The Baker (2002) concept of hyperreality is one which has manifested in a technological
age, as social dissociation with particular activities such as fraud and criminality continues to
distance individuals from the more psycho-social impact of these factors. In such cases,
although fraud may be considered a negative possibility, the perceived likelihood of individual
affectation is so low that individuals will simply ignore the issue. For fraudsters, this ignorance
represents opportunity, allowing for subversive activities to gain access to consumer accounts
and resources using a similar archetype of fraudulent strategies, a toolbox of consistent yet
adaptable mechanisms. It is for this reason that the Hollmen (2000) and Hilas and Salahos
(2000) probabilistic, neural network models are so valuable to advances in the profiling and
identification of potential fraud. In a standard algorithm, researchers attempt to present an if-
then relationship that can be used to generate a probability of occurrence, one which will likely
determine the monitoring focus of the organisation's fraud department. Ghosh (2010b) defined a
data foundation called the 'golden database' that was designed to capture a range of variables
associated with fraudulent activities in order to effectively profile consumers, location-based
factors, and emergent fraudulent activities. Such data mining practises provide a profile on both
the network itself (e.g. due to this number of operators in this particular geographic area, the
organisation is exposed to this level of risk) and the consumer (e.g. due to this credit rating and
this payment history, the likelihood of fraud or default is this), thereby developing a more
comprehensive model of organisational risk for fraudulent impact.
Page 50
49
7.4 The Fraud Prevention Model
The best-fit fraud prevention model is an amalgam of such advanced system designs as
that employed by FraudX and the intuitive user and network profiling techniques discussed by
Farvaraesh and Sepehri (2011). Based on these information collection and management systems,
a proactive, fraud prevention system can be defined according to the primary objectives
associated with a pragmatic, proactive design:
1. Identify Sources of Fraud Before they Impact
2. Eliminate Sources of Fraud After They've Impacted
3. Design System Parameters to Prevent Similar Occurrences
4. Develop Educational Model to Support Consumer Awareness
5. Create a Universal Network Protocol For Mutual, Cross-Network Agreements
These five objectives are the underlying characteristics of any fraud detection and
mitigation system that is designed today, as they cover all of the possible influences,
consequences, and opportunities associated with such subversive behaviour.
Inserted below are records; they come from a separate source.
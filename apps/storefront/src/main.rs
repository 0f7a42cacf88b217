//! GLOW storefront entry point.

use std::process::ExitCode;

#[tokio::main(flavor = "current_thread")]
async fn main() -> ExitCode {
    glow_storefront::init_tracing();

    match glow_storefront::run().await {
        Ok(()) => ExitCode::SUCCESS,
        Err(err) => {
            tracing::error!(error = %err, "storefront stopped");
            eprintln!("glow-storefront: {}", err);
            ExitCode::FAILURE
        }
    }
}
Based on these
objectives, the following multivariate model (Figure 16) has been designed in order to integrate a
range of features into categorical standards which exploit areas of progressive consequence to
the organisation. In this particular model, there are 8 particular categories of focus that are
designed to incrementally reduce the risk of fraud exposure for the organisation. If all categories
are working effectively, then a full-circle exposure to fraud would likely be attributable to the
network security protocol. Evaluating the nature of fraud and its means of incursion will allow
analysts to identify the particular node at which the system bypass was possible. The following
is a brief explanation of each of the analytical categories:
Security Protocol: The underlying network security protocol is responsible for
preventing access of consumer information and key system variables to external
parties. This protocol must be optimised for multinational operations in order to
prevent roaming fraudsters from gaining access to backdoor controls.
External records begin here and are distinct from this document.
//! Shared regularization-path types and the family dispatch.
//!
//! Both fitters minimise
//!
//! ```text
//! loss(b0, β) + λ [ (1 - α)/2 ‖β‖² + α ‖β‖₁ ]
//! ```
//!
//! over a descending λ path, warm-starting each fit from the previous one.
//! The intercept is never penalized.

use nalgebra::{DMatrix, DVector};

use crate::domain::Family;
use crate::error::FitError;
use crate::math::{sigmoid, soft_threshold};

/// Solver knobs shared by every λ on the path.
#[derive(Debug, Clone, Copy)]
pub struct PathSettings {
    /// Elastic-net mixing: 1 = lasso, 0 = ridge.
    pub alpha: f64,
    /// Upper bound on coordinate-descent passes per λ.
    pub max_iter: usize,
    /// Convergence threshold on the largest weighted squared coefficient change,
    /// relative to the null variance of the response.
    pub tol: f64,
}

impl Default for PathSettings {
    fn default() -> Self {
        Self {
            alpha: 1.0,
            max_iter: 10_000,
            tol: 1e-7,
        }
    }
}

impl PathSettings {
    pub fn validate(&self) -> Result<(), FitError> {
        if !(self.alpha.is_finite() && (0.0..=1.0).contains(&self.alpha)) {
            return Err(FitError::InvalidAlpha(self.alpha));
        }
        Ok(())
    }

    pub(crate) fn penalties(&self, lambda: f64) -> (f64, f64) {
        (lambda * self.alpha, lambda * (1.0 - self.alpha))
    }
}

/// Coefficients along a λ path.
#[derive(Debug, Clone)]
pub struct PathFit {
    pub family: Family,
    pub lambdas: Vec<f64>,
    pub intercepts: Vec<f64>,
    pub betas: Vec<DVector<f64>>,
    /// Whether each λ converged within `max_iter` passes.
    pub converged: Vec<bool>,
}

impl PathFit {
    pub fn len(&self) -> usize {
        self.lambdas.len()
    }

    pub fn is_empty(&self) -> bool {
        self.lambdas.is_empty()
    }

    /// Number of non-zero coefficients at path index `k`.
    pub fn n_nonzero(&self, k: usize) -> usize {
        self.betas[k].iter().filter(|b| **b != 0.0).count()
    }

    /// `b0 + X β` at path index `k`.
    pub fn linear_predictor(&self, x: &DMatrix<f64>, k: usize) -> DVector<f64> {
        let mut eta = x * &self.betas[k];
        eta.add_scalar_mut(self.intercepts[k]);
        eta
    }

    /// Predictions on the response scale (identity or logistic).
    pub fn predict(&self, x: &DMatrix<f64>, k: usize) -> DVector<f64> {
        let eta = self.linear_predictor(x, k);
        match self.family {
            Family::Gaussian => eta,
            Family::Binomial => eta.map(sigmoid),
        }
    }
}

/// Fit the whole λ path for the given family.
pub fn fit_path(
    family: Family,
    x: &DMatrix<f64>,
    y: &DVector<f64>,
    lambdas: &[f64],
    settings: &PathSettings,
) -> Result<PathFit, FitError> {
    settings.validate()?;
    if x.nrows() != y.len() {
        return Err(FitError::DimensionMismatch {
            rows: x.nrows(),
            got: y.len(),
        });
    }
    if lambdas.is_empty() {
        return Err(FitError::InvalidPath("empty lambda path".to_string()));
    }

    match family {
        Family::Gaussian => crate::fit::gaussian::gaussian_path(x, y, lambdas, settings),
        Family::Binomial => crate::fit::binomial::binomial_path(x, y, lambdas, settings),
    }
}

/// One cyclic coordinate-descent sweep over `indices`.
///
/// Minimises `1/(2n) Σ w_i (r_i)^2 + l1 ‖β‖₁ + l2/2 ‖β‖²`, where `r` is the
/// current working residual (kept in sync with `beta`) and `curv[j]` is
/// `1/n Σ w_i x_ij²`. With `weights = None` every `w_i = 1`.
///
/// Returns the largest `curv[j] * Δβ_j²`.
pub(crate) fn cd_sweep(
    x: &DMatrix<f64>,
    weights: Option<&DVector<f64>>,
    curv: &[f64],
    beta: &mut DVector<f64>,
    r: &mut DVector<f64>,
    l1: f64,
    l2: f64,
    indices: impl Iterator<Item = usize>,
) -> f64 {
    let n = x.nrows() as f64;
    let mut dmax = 0.0_f64;

    for j in indices {
        if curv[j] <= 0.0 {
            continue;
        }
        let col = x.column(j);
        let gradient = match weights {
            None => col.dot(&*r),
            Some(w) => col
                .iter()
                .zip(w.iter())
                .zip(r.iter())
                .map(|((xi, wi), ri)| xi * wi * ri)
                .sum::<f64>(),
        } / n;

        let old = beta[j];
        let new = soft_threshold(gradient + curv[j] * old, l1) / (curv[j] + l2);
        if new == old {
            continue;
        }

        let delta = new - old;
        r.axpy(-delta, &col, 1.0);
        beta[j] = new;
        dmax = dmax.max(curv[j] * delta * delta);
    }

    dmax
}

/// Indices of non-zero coefficients.
pub(crate) fn active_set(beta: &DVector<f64>) -> Vec<usize> {
    beta.iter()
        .enumerate()
        .filter_map(|(j, b)| if *b != 0.0 { Some(j) } else { None })
        .collect()
}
Consumer Awareness: Educating consumers on the risks of fraud and the
methods through which it is perpetrated is essential. In order to alleviate the
exposure of secured systems through this human factor, organisations must
emphasise educational practises throughout their branches.
Page 51
50
Network Agreements: The agreement system should consider the merits of a bill
and keep protocol designed to eliminate the need for separate roaming charges
altogether. If not possible, then real time integration of tracking systems is
necessary to ensure the accuracy of charges.
Profiling and Analysis: Pre-approval consumer profiling is necessary to prevent
fraudsters from becoming customers. Analysis of the consumer profile during
their service contract is essential for determining whether there are deviances that
might be detectable in real time.
Network Modelling: Fraud characteristics are detectable through network
models. By identifying the sources of fraud throughout the international
community and developing a mechanism to heighten security around these areas,
the possibility of incursion can be reduced.
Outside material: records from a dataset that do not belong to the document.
//! Command-line parsing for the loan loss modeler.
//!
//! The goal of this module is to keep **argument parsing** separate from the
//! modeling code: every handler turns its args into a `PipelineConfig` (or a
//! `SynthConfig`) and hands that to the library.

use std::path::PathBuf;

use clap::{Args, Parser, Subcommand};

use crate::domain::{ClipRange, LambdaRule, Measure, PipelineConfig};

/// Top-level CLI.
#[derive(Debug, Parser)]
#[command(name = "loanloss", version, about = "LGD and PD models for loan portfolios")]
pub struct Cli {
    /// Worker threads for cross-validation (defaults to all cores).
    #[arg(long, global = true, env = "LOANLOSS_WORKERS")]
    pub workers: Option<usize>,

    #[command(subcommand)]
    pub command: Command,
}

/// CLI subcommands.
#[derive(Debug, Subcommand)]
pub enum Command {
    /// Fit the Loss Given Default model (defaulted loans, gaussian).
    Lgd(TrainArgs),
    /// Fit the Probability of Default model (all loans, binomial).
    Pd(TrainArgs),
    /// Fit both models and score a test file into `lgd` and `pd` CSVs.
    Run(RunArgs),
    /// Score a test file with a previously exported model JSON.
    Score(ScoreArgs),
    /// Write a synthetic loan CSV (training or test layout).
    Synth(SynthArgs),
}

/// Options shared by every training command.
#[derive(Debug, Args, Clone)]
pub struct ModelArgs {
    /// Training CSV with a `loss` column.
    #[arg(long, env = "LOANLOSS_TRAIN", value_name = "CSV", default_value = "train.csv")]
    pub train: PathBuf,

    /// Identifier column (kept as text, never a feature).
    #[arg(long, default_value = "id")]
    pub id_column: String,

    /// Loss column the targets are derived from.
    #[arg(long, default_value = "loss")]
    pub target_column: String,

    /// LGD = loss / scale.
    #[arg(long, default_value_t = 100.0)]
    pub target_scale: f64,

    /// Train LGD on every row instead of defaulted rows only.
    #[arg(long)]
    pub include_non_defaulted: bool,

    /// Lower bound for LGD predictions.
    #[arg(long, default_value_t = 0.0)]
    pub clip_lo: f64,

    /// Upper bound for LGD predictions.
    #[arg(long, default_value_t = 1.0)]
    pub clip_hi: f64,

    /// Do not clip LGD predictions.
    #[arg(long)]
    pub no_clip: bool,

    /// Near-zero-variance: most/second most frequent value ratio cutoff.
    #[arg(long, default_value_t = 95.0 / 5.0)]
    pub freq_cut: f64,

    /// Near-zero-variance: percent-distinct-values cutoff.
    #[arg(long, default_value_t = 10.0)]
    pub unique_cut: f64,

    /// Drop one of every pair of features with |r| above this value.
    #[arg(long)]
    pub corr_cutoff: Option<f64>,

    /// Elastic-net mixing (1 = lasso, 0 = ridge).
    #[arg(long, default_value_t = 1.0)]
    pub alpha: f64,

    /// Number of lambda values on the path.
    #[arg(long, default_value_t = 100)]
    pub nlambda: usize,

    /// Smallest lambda as a fraction of lambda_max (default depends on n vs p).
    #[arg(long)]
    pub lambda_min_ratio: Option<f64>,

    /// Cross-validation folds.
    #[arg(long, default_value_t = 10)]
    pub folds: usize,

    /// Seed for folds, holdout split.
    #[arg(long, default_value_t = 42)]
    pub seed: u64,

    /// CV measure (default: mse for LGD, auc for PD).
    #[arg(long, value_enum)]
    pub measure: Option<Measure>,

    /// Which lambda to use.
    #[arg(long, value_enum, default_value_t = LambdaRule::Min)]
    pub lambda_rule: LambdaRule,

    /// Keep at most this many ranked predictors (0 = all non-zero).
    #[arg(long, default_value_t = 30)]
    pub max_predictors: usize,

    /// Refit the selected LGD predictors without penalty.
    #[arg(long)]
    pub relaxed: bool,

    /// Coordinate-descent pass limit per lambda.
    #[arg(long, default_value_t = 10_000)]
    pub max_iter: usize,

    /// Coordinate-descent convergence threshold.
    #[arg(long, default_value_t = 1e-7)]
    pub tol: f64,

    /// Fraction of training rows held out for evaluation (0 = evaluate in-sample).
    #[arg(long, default_value_t = 0.2)]
    pub holdout: f64,

    /// Disable the terminal plots.
    #[arg(long)]
    pub no_plot: bool,

    /// Plot width (columns).
    #[arg(long, default_value_t = 72)]
    pub width: usize,

    /// Plot height (rows).
    #[arg(long, default_value_t = 18)]
    pub height: usize,
}

impl ModelArgs {
    pub fn to_config(&self) -> PipelineConfig {
        PipelineConfig {
            train_path: self.train.clone(),
            id_column: self.id_column.clone(),
            target_column: self.target_column.clone(),
            target_scale: self.target_scale,
            lgd_defaulted_only: !self.include_non_defaulted,
            lgd_clip: (!self.no_clip).then_some(ClipRange {
                lo: self.clip_lo,
                hi: self.clip_hi,
            }),
            freq_cut: self.freq_cut,
            unique_cut: self.unique_cut,
            corr_cutoff: self.corr_cutoff,
            alpha: self.alpha,
            nlambda: self.nlambda,
            lambda_min_ratio: self.lambda_min_ratio,
            nfolds: self.folds,
            seed: self.seed,
            measure: self.measure,
            lambda_rule: self.lambda_rule,
            max_predictors: self.max_predictors,
            relaxed: self.relaxed,
            max_iter: self.max_iter,
            tol: self.tol,
            holdout: self.holdout,
            plot: !self.no_plot,
            plot_width: self.width,
            plot_height: self.height,
        }
    }
}

/// Train one model, optionally scoring a test file.
#[derive(Debug, Args, Clone)]
pub struct TrainArgs {
    #[command(flatten)]
    pub model: ModelArgs,

    /// Test CSV to score after training.
    #[arg(long, value_name = "CSV")]
    pub test: Option<PathBuf>,

    /// Prediction CSV (requires --test; defaults to `<target>_predictions.csv`).
    #[arg(long, value_name = "CSV", requires = "test")]
    pub out: Option<PathBuf>,

    /// Export the fitted model as JSON.
    #[arg(long = "export-model", value_name = "JSON")]
    pub export_model: Option<PathBuf>,
}

/// Train both models and score one test file.
#[derive(Debug, Args, Clone)]
pub struct RunArgs {
    #[command(flatten)]
    pub model: ModelArgs,

    /// Test CSV to score.
    #[arg(long, env = "LOANLOSS_TEST", value_name = "CSV", default_value = "test.csv")]
    pub test: PathBuf,

    #[arg(long, value_name = "CSV", default_value = "lgd_predictions.csv")]
    pub lgd_out: PathBuf,

    #[arg(long, value_name = "CSV", default_value = "pd_predictions.csv")]
    pub pd_out: PathBuf,

    /// Export the LGD model as JSON.
    #[arg(long, value_name = "JSON")]
    pub export_lgd_model: Option<PathBuf>,

    /// Export the PD model as JSON.
    #[arg(long, value_name = "JSON")]
    pub export_pd_model: Option<PathBuf>,

    /// Print only a one-line summary per model.
    #[arg(short, long)]
    pub quiet: bool,
}

/// Score a test file with a saved model.
#[derive(Debug, Args, Clone)]
pub struct ScoreArgs {
    /// Model JSON written by `--export-model`.
    #[arg(long, value_name = "JSON")]
    pub model: PathBuf,

    #[arg(long, value_name = "CSV")]
    pub test: PathBuf,

    /// Prediction CSV (single column named after the target).
    #[arg(long, value_name = "CSV")]
    pub out: PathBuf,
}

/// Synthetic data options.
#[derive(Debug, Args, Clone)]
pub struct SynthArgs {
    #[arg(long, value_name = "CSV")]
    pub out: PathBuf,

    #[arg(short = 'n', long, default_value_t = 2_000)]
    pub rows: usize,

    /// Columns that drive default and loss.
    #[arg(long, default_value_t = 6)]
    pub informative: usize,

    /// Pure-noise columns.
    #[arg(long, default_value_t = 8)]
    pub noise: usize,

    /// Probability that a feature cell is blank.
    #[arg(long, default_value_t = 0.02)]
    pub missing_rate: f64,

    #[arg(long, default_value_t = 0.15)]
    pub default_rate: f64,

    /// Omit the `loss` column (test-file layout).
    #[arg(long)]
    pub no_target: bool,

    #[arg(long, default_value_t = 42)]
    pub seed: u64,
}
Data Monitoring: Real time data monitoring via electronic channels is essential
for preventing the possibility of extended exposure to fraud activities.
Updates and Advances: Systems must remain dynamic and update according to
new types of fraud ad new technological advances in security protocol and
protections.
Fraud Subversion: Through effective authentication practises and more integrated
billing techniques, fraud may be subverted.
Page 52
51
Figure 16: A Comprehensive Fraud Mitigation System
7.5 Summary
This chapter has discussed the research findings in relation to the particular challenges
associated with developing an integrated, comprehensive fraud mitigation strategy. The
proposed model is considered comprehensive, addressing a broad range of the concerns and
limitations currently affecting the marketplace. The following chapter will draw summative
conclusions from the entirety of this research and provide recommendations for future
developments and advances.
Page 54
53
Chapter 7: Conclusions and Recommendations
8.1 Conclusions
Roaming fraud is of significant financial consequence to telecommunications providers,
and within a globalised society, the possibility for exposure continues to increase exponentially.
This research began with a recognition of the high degree of variability in fraud detection and
mitigation strategies that have evolved over the past decade, identifying a range of limitations
and opportunities afforded by such a complex learning process. From more basic, billing-based
clearinghouse fraud identification techniques to advanced, integrated analytical systems such as
FraudX, the capacity for managing this subversive financial liability is becoming increasingly
plausible. The survey participants in this study have identified key concerns, however, that lie
outside of the scope of a fraud-oriented system, emphasising the high degree of variability in
consumer awareness and personal protection strategies. Although the recognition of fraud in this
industry is largely universal, the overwhelming influence of hyperreality (Baker, 2002) has
resulted in lower concerns and a largely dismissive approach to consumer monitoring of these
influences. For this reason, it is clear that a more dynamic, predictive system design is needed,
one which has the capacity to reconcile such humanistic factors whilst simultaneously employing
significantly advanced security measures.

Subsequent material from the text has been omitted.